Una de las cosas mas confusas, es llegar a una ciudad, dirigirse a un taxi, que el taxista apenas te entienda.
Por lo general, estimo que los taxistas no tienen por que ser poliglotas. Que bastante tienen con aprenderse las direcciones de las calles a las cuales te puedes dirigir.
Curiosamente, hace un tiempo salió un estudio en el cual se indicaba que normalmente la capacidad cerebral no se ampliaba a partir de una edad, excepto el cerebro de los taxistas y de los conductores de grandes distancias, los cuales al necesitar aprender y memorizar continuamente nuevas direcciones, no paraban de estimular una determinada parte del cerebro, desarrollándola.
Pero luego llego el GPS, y se jodio todo.
Total, que a mi llegada del aeropuerto, me estaba esperando este taxista chino, un tio elegante y bien peinado con un coche muy bonito, si señor, pero el tío no me entendía, y lo peor de todo es que yo tenía la dirección apuntada, y el GPS no la reconocía.

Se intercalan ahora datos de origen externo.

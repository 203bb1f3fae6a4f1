use thiserror::Error;

#[derive(Debug, Error)]
pub enum AuthError {
    #[error("no token for {platform} account '{account}' (run `git-keys token set {platform} {account}`)")]
    MissingToken { platform: String, account: String },

    #[error("keyring error: {0}")]
    KeyringError(String),

    #[error("token store error: {0}")]
    TokenStoreError(String),
}
//! Configuration error types.

use std::path::PathBuf;

use thiserror::Error;

#[derive(Debug, Error)]
pub enum ConfigError {
    /// Figment extraction or merge error.
    #[error("Configuration error: {0}")]
    Figment(#[from] figment::Error),

    /// A configuration field has an invalid value.
    #[error("Invalid configuration value for '{field}': {reason}")]
    InvalidValue { field: String, reason: String },

    /// `~` could not be expanded.
    #[error("home directory not found")]
    HomeNotFound,

    /// The declared config file does not exist.
    #[error("no git-keys config at {} (run `git-keys init` first)", .0.display())]
    Missing(PathBuf),

    /// A settings file named with `--config` does not exist.
    #[error("settings file {} not found", .0.display())]
    SettingsMissing(PathBuf),

    #[error("{}: {source}", path.display())]
    Io {
        path: PathBuf,
        source: std::io::Error,
    },

    #[error("failed to parse {}: {source}", path.display())]
    Parse {
        path: PathBuf,
        source: toml::de::Error,
    },

    #[error("failed to encode config: {0}")]
    Encode(#[from] toml::ser::Error),

    /// The declared model failed validation on load or save.
    #[error(transparent)]
    Invalid(#[from] gk_core::CoreError),
}

impl ConfigError {
    pub(crate) fn io(path: impl Into<PathBuf>, source: std::io::Error) -> Self {
        Self::Io {
            path: path.into(),
            source,
        }
    }
}
//! Platform, key algorithm, and key status enums.
//!
//! All enums serialize in lowercase `snake_case`. Per-platform behavior
//! (canonical host, API base, keyring service, probe greetings) is carried
//! by [`PlatformSpec`] rows in a static lookup table rather than by string
//! comparisons scattered through callers.

use serde::{Deserialize, Serialize};
use std::fmt;
use std::str::FromStr;

use crate::errors::CoreError;

// ---------------------------------------------------------------------------
// PlatformKind
// ---------------------------------------------------------------------------

/// Supported git-hosting platforms.
#[derive(Debug, Clone, Copy, PartialEq, Eq, Hash, PartialOrd, Ord, Serialize, Deserialize)]
#[serde(rename_all = "snake_case")]
pub enum PlatformKind {
    #[serde(rename = "github")]
    GitHub,
    #[serde(rename = "gitlab")]
    GitLab,
}

/// Static per-platform behavior.
#[derive(Debug)]
pub struct PlatformSpec {
    pub kind: PlatformKind,
    /// SSH host and web host of the public instance.
    pub canonical_host: &'static str,
    /// REST API root of the public instance.
    pub api_base: &'static str,
    /// OS keyring service under which tokens are stored.
    pub token_service: &'static str,
    /// Substrings that mark a successful `ssh -T` handshake.
    pub greetings: &'static [&'static str],
}

static PLATFORMS: [PlatformSpec; 2] = [
    PlatformSpec {
        kind: PlatformKind::GitHub,
        canonical_host: "github.com",
        api_base: "https://api.github.com",
        token_service: "git-keys-github",
        greetings: &["successfully authenticated", "Hi "],
    },
    PlatformSpec {
        kind: PlatformKind::GitLab,
        canonical_host: "gitlab.com",
        api_base: "https://gitlab.com",
        token_service: "git-keys-gitlab",
        greetings: &["Welcome to GitLab"],
    },
];

impl PlatformKind {
    pub const ALL: [Self; 2] = [Self::GitHub, Self::GitLab];

    #[must_use]
    pub const fn as_str(self) -> &'static str {
        match self {
            Self::GitHub => "github",
            Self::GitLab => "gitlab",
        }
    }

    /// Lookup-table row for this platform.
    #[must_use]
    pub const fn spec(self) -> &'static PlatformSpec {
        &PLATFORMS[self as usize]
    }

    /// Classify a remote hostname.
    ///
    /// Anything containing `github.com` is GitHub; anything containing
    /// `gitlab` (public or self-hosted) is GitLab.
    #[must_use]
    pub fn classify_host(host: &str) -> Option<Self> {
        let host = host.to_ascii_lowercase();
        if host.contains("github.com") {
            Some(Self::GitHub)
        } else if host.contains("gitlab") {
            Some(Self::GitLab)
        } else {
            None
        }
    }

    /// Base URL to record for a host, `None` for the public instance.
    #[must_use]
    pub fn base_url_for_host(self, host: &str) -> Option<String> {
        if host.eq_ignore_ascii_case(self.spec().canonical_host) {
            None
        } else {
            Some(format!("https://{host}"))
        }
    }

    /// SSH host for this platform, honoring a self-hosted base URL.
    #[must_use]
    pub fn ssh_host(self, base_url: Option<&str>) -> String {
        base_url
            .map(host_of_url)
            .filter(|host| !host.is_empty())
            .map_or_else(|| self.spec().canonical_host.to_string(), str::to_string)
    }

    /// Greeting substrings recognized by the connectivity probe.
    #[must_use]
    pub fn greetings(self) -> &'static [&'static str] {
        self.spec().greetings
    }
}

impl fmt::Display for PlatformKind {
    fn fmt(&self, f: &mut fmt::Formatter<'_>) -> fmt::Result {
        f.write_str(self.as_str())
    }
}

impl FromStr for PlatformKind {
    type Err = CoreError;

    fn from_str(s: &str) -> Result<Self, Self::Err> {
        match s.trim().to_ascii_lowercase().as_str() {
            "github" | "gh" => Ok(Self::GitHub),
            "gitlab" | "gl" => Ok(Self::GitLab),
            other => Err(CoreError::UnknownPlatform(other.to_string())),
        }
    }
}

/// Strip scheme, credentials, port, and path from a URL-ish string.
#[must_use]
pub fn host_of_url(url: &str) -> &str {
    let rest = url.split_once("://").map_or(url, |(_, rest)| rest);
    let rest = rest.split_once('@').map_or(rest, |(_, rest)| rest);
    let host = rest.split(['/', ':']).next().unwrap_or(rest);
    host.trim()
}

// ---------------------------------------------------------------------------
// KeyType
// ---------------------------------------------------------------------------

/// Key algorithm requested from the key-generation collaborator.
#[derive(Debug, Clone, Copy, PartialEq, Eq, Hash, Default, Serialize, Deserialize)]
#[serde(rename_all = "snake_case")]
pub enum KeyType {
    #[default]
    Ed25519,
    Rsa,
}

impl KeyType {
    #[must_use]
    pub const fn as_str(self) -> &'static str {
        match self {
            Self::Ed25519 => "ed25519",
            Self::Rsa => "rsa",
        }
    }

    /// Bit length requested at generation time.
    #[must_use]
    pub const fn bits(self) -> u32 {
        match self {
            Self::Ed25519 => 256,
            Self::Rsa => 4096,
        }
    }
}

impl fmt::Display for KeyType {
    fn fmt(&self, f: &mut fmt::Formatter<'_>) -> fmt::Result {
        f.write_str(self.as_str())
    }
}

impl FromStr for KeyType {
    type Err = CoreError;

    fn from_str(s: &str) -> Result<Self, Self::Err> {
        match s.trim().to_ascii_lowercase().as_str() {
            "ed25519" | "ssh-ed25519" => Ok(Self::Ed25519),
            "rsa" | "ssh-rsa" => Ok(Self::Rsa),
            other => Err(CoreError::UnknownKeyType(other.to_string())),
        }
    }
}

// ---------------------------------------------------------------------------
// KeyStatus
// ---------------------------------------------------------------------------

/// Lifecycle status of a declared key.
///
/// ```text
/// pending → active → expired
///                  → revoked
/// ```
#[derive(Debug, Clone, Copy, PartialEq, Eq, Hash, Serialize, Deserialize)]
#[serde(rename_all = "snake_case")]
pub enum KeyStatus {
    Active,
    Expired,
    Revoked,
    Pending,
}

impl KeyStatus {
    #[must_use]
    pub const fn as_str(self) -> &'static str {
        match self {
            Self::Active => "active",
            Self::Expired => "expired",
            Self::Revoked => "revoked",
            Self::Pending => "pending",
        }
    }
}

impl fmt::Display for KeyStatus {
    fn fmt(&self, f: &mut fmt::Formatter<'_>) -> fmt::Result {
        f.write_str(self.as_str())
    }
}

#[cfg(test)]
mod tests {
    use super::*;
    use rstest::rstest;

    #[rstest]
    #[case("github.com", Some(PlatformKind::GitHub))]
    #[case("ssh.github.com", Some(PlatformKind::GitHub))]
    #[case("gitlab.com", Some(PlatformKind::GitLab))]
    #[case("gitlab.acme.internal", Some(PlatformKind::GitLab))]
    #[case("bitbucket.org", None)]
    fn classify_host_by_name(#[case] host: &str, #[case] expected: Option<PlatformKind>) {
        assert_eq!(PlatformKind::classify_host(host), expected);
    }

    #[test]
    fn lookup_table_covers_every_variant() {
        for kind in PlatformKind::ALL {
            assert_eq!(kind.spec().kind, kind);
            assert!(kind.spec().token_service.ends_with(kind.as_str()));
        }
    }

    #[test]
    fn ssh_host_prefers_self_hosted_base_url() {
        assert_eq!(PlatformKind::GitLab.ssh_host(None), "gitlab.com");
        assert_eq!(
            PlatformKind::GitLab.ssh_host(Some("https://gitlab.acme.io/")),
            "gitlab.acme.io"
        );
        assert_eq!(PlatformKind::GitHub.ssh_host(Some("")), "github.com");
    }

    #[test]
    fn base_url_is_none_for_public_instance() {
        assert_eq!(PlatformKind::GitLab.base_url_for_host("gitlab.com"), None);
        assert_eq!(
            PlatformKind::GitLab.base_url_for_host("gitlab.acme.io").as_deref(),
            Some("https://gitlab.acme.io")
        );
    }

    #[test]
    fn host_of_url_strips_everything_but_host() {
        assert_eq!(host_of_url("https://git.example.com:8443/api"), "git.example.com");
        assert_eq!(host_of_url("ssh://git@gitlab.com/group/repo"), "gitlab.com");
        assert_eq!(host_of_url("gitlab.acme.io"), "gitlab.acme.io");
    }

    #[test]
    fn parse_platform_and_key_type() {
        assert_eq!("GitHub".parse::<PlatformKind>().unwrap(), PlatformKind::GitHub);
        assert!("bitbucket".parse::<PlatformKind>().is_err());
        assert_eq!("ssh-ed25519".parse::<KeyType>().unwrap(), KeyType::Ed25519);
        assert_eq!(KeyType::Rsa.bits(), 4096);
    }

    #[test]
    fn serde_uses_lowercase_names() {
        assert_eq!(serde_json::to_string(&PlatformKind::GitLab).unwrap(), "\"gitlab\"");
        assert_eq!(serde_json::to_string(&KeyStatus::Revoked).unwrap(), "\"revoked\"");
    }
}
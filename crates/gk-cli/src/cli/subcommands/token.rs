use clap::{Args, Subcommand};
use gk_core::PlatformKind;

/// Platform token commands.
#[derive(Clone, Debug, Subcommand)]
pub enum TokenCommands {
    /// Store a token (prompted for when --token is omitted).
    Set(TokenSetArgs),
    /// Remove a stored token.
    Delete(TokenDeleteArgs),
    /// Show which accounts have a token.
    Status(TokenStatusArgs),
}

#[derive(Clone, Debug, Args)]
pub struct TokenSetArgs {
    pub platform: PlatformKind,
    /// Account the token belongs to; `default` serves every account.
    #[arg(long, default_value = gk_auth::DEFAULT_ACCOUNT)]
    pub account: String,
    /// Token value. Prefer the prompt to keep it out of shell history.
    #[arg(long)]
    pub token: Option<String>,
}

#[derive(Clone, Debug, Args)]
pub struct TokenDeleteArgs {
    pub platform: PlatformKind,
    #[arg(long, default_value = gk_auth::DEFAULT_ACCOUNT)]
    pub account: String,
}

#[derive(Clone, Debug, Args)]
pub struct TokenStatusArgs {
    /// Only this platform.
    pub platform: Option<PlatformKind>,
}
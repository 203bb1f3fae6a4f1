//! # gk-platform
//!
//! SSH-key API clients for git-hosting platforms.
//!
//! Every platform exposes the same contract through [`PlatformApi`]:
//! list, add, delete, and fetch the authenticated user's SSH keys. Clients
//! are built through a [`PlatformConnector`] so sagas can be exercised
//! against in-memory fakes.
//! - GitHub (`api.github.com`, or `{base}/api/v3` for Enterprise Server)
//! - GitLab (`gitlab.com`, or any self-hosted `{base}/api/v4`)

pub mod github;
pub mod gitlab;

mod error;
mod http;

pub use error::PlatformError;

use async_trait::async_trait;
use gk_core::PlatformKind;
use serde::{Deserialize, Serialize};

// ── Types ──────────────────────────────────────────────────────────

/// A public key registered on a platform account.
#[derive(Debug, Clone, PartialEq, Eq, Serialize, Deserialize)]
pub struct RemoteKey {
    pub id: String,
    pub title: String,
    /// OpenSSH public key line (`ssh-ed25519 AAAA...`), usually without comment.
    pub key: String,
    #[serde(default, skip_serializing_if = "Option::is_none")]
    pub created_at: Option<String>,
}

/// Platform-API collaborator: one instance per (platform, token).
#[async_trait]
pub trait PlatformApi: Send + Sync {
    fn kind(&self) -> PlatformKind;

    /// # Errors
    ///
    /// Returns [`PlatformError`] on transport, auth, or parse failure.
    async fn list_keys(&self) -> Result<Vec<RemoteKey>, PlatformError>;

    /// Register a public key and return its remote id.
    ///
    /// # Errors
    ///
    /// Returns [`PlatformError`] on transport, auth, or validation failure.
    async fn add_key(&self, title: &str, public_key: &str) -> Result<String, PlatformError>;

    /// # Errors
    ///
    /// Returns [`PlatformError::NotFound`] when the id is unknown.
    async fn delete_key(&self, id: &str) -> Result<(), PlatformError>;

    /// # Errors
    ///
    /// Returns [`PlatformError::NotFound`] when the id is unknown.
    async fn get_key(&self, id: &str) -> Result<RemoteKey, PlatformError>;
}

/// Builds [`PlatformApi`] clients.
pub trait PlatformConnector: Send + Sync {
    /// # Errors
    ///
    /// Returns [`PlatformError`] when the client cannot be constructed.
    fn connect(
        &self,
        kind: PlatformKind,
        base_url: Option<&str>,
        token: &str,
    ) -> Result<Box<dyn PlatformApi>, PlatformError>;
}

// ── Client ─────────────────────────────────────────────────────────

type Constructor = fn(reqwest::Client, Option<&str>, &str) -> Box<dyn PlatformApi>;

/// Client constructor per platform.
const CONSTRUCTORS: [(PlatformKind, Constructor); 2] = [
    (PlatformKind::GitHub, github::GitHubClient::boxed),
    (PlatformKind::GitLab, gitlab::GitLabClient::boxed),
];

/// Connector that talks to the real platforms over HTTPS.
#[derive(Debug, Clone)]
pub struct HttpConnector {
    http: reqwest::Client,
}

impl HttpConnector {
    /// Create a connector with a shared HTTP client.
    ///
    /// Requests carry no client-side deadline.
    ///
    /// # Errors
    ///
    /// Returns [`PlatformError::Http`] if the client cannot be built.
    pub fn new() -> Result<Self, PlatformError> {
        let http = reqwest::Client::builder()
            .user_agent(concat!("git-keys/", env!("CARGO_PKG_VERSION")))
            .build()?;
        Ok(Self { http })
    }
}

impl PlatformConnector for HttpConnector {
    fn connect(
        &self,
        kind: PlatformKind,
        base_url: Option<&str>,
        token: &str,
    ) -> Result<Box<dyn PlatformApi>, PlatformError> {
        let base_url = base_url.map(str::trim).filter(|b| !b.is_empty());
        CONSTRUCTORS
            .iter()
            .find(|(candidate, _)| *candidate == kind)
            .map(|(_, construct)| construct(self.http.clone(), base_url, token))
            .ok_or_else(|| PlatformError::Parse(format!("no client for platform {kind}")))
    }
}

En el fondo del salpicadero, destacaba el típico gato de la suerte que encuentras en cualquier todo a 100. Este movía su pata de arriba abajo, que gracioso el jodio. Pero el GPS no funcionaba, así que al final tuvimos que echar mano del mapa de la zona para aclararnos.
Depender de la tecnología tanto, nos puede dejar tirados, y no hay gato de la suerte que te libre de esta.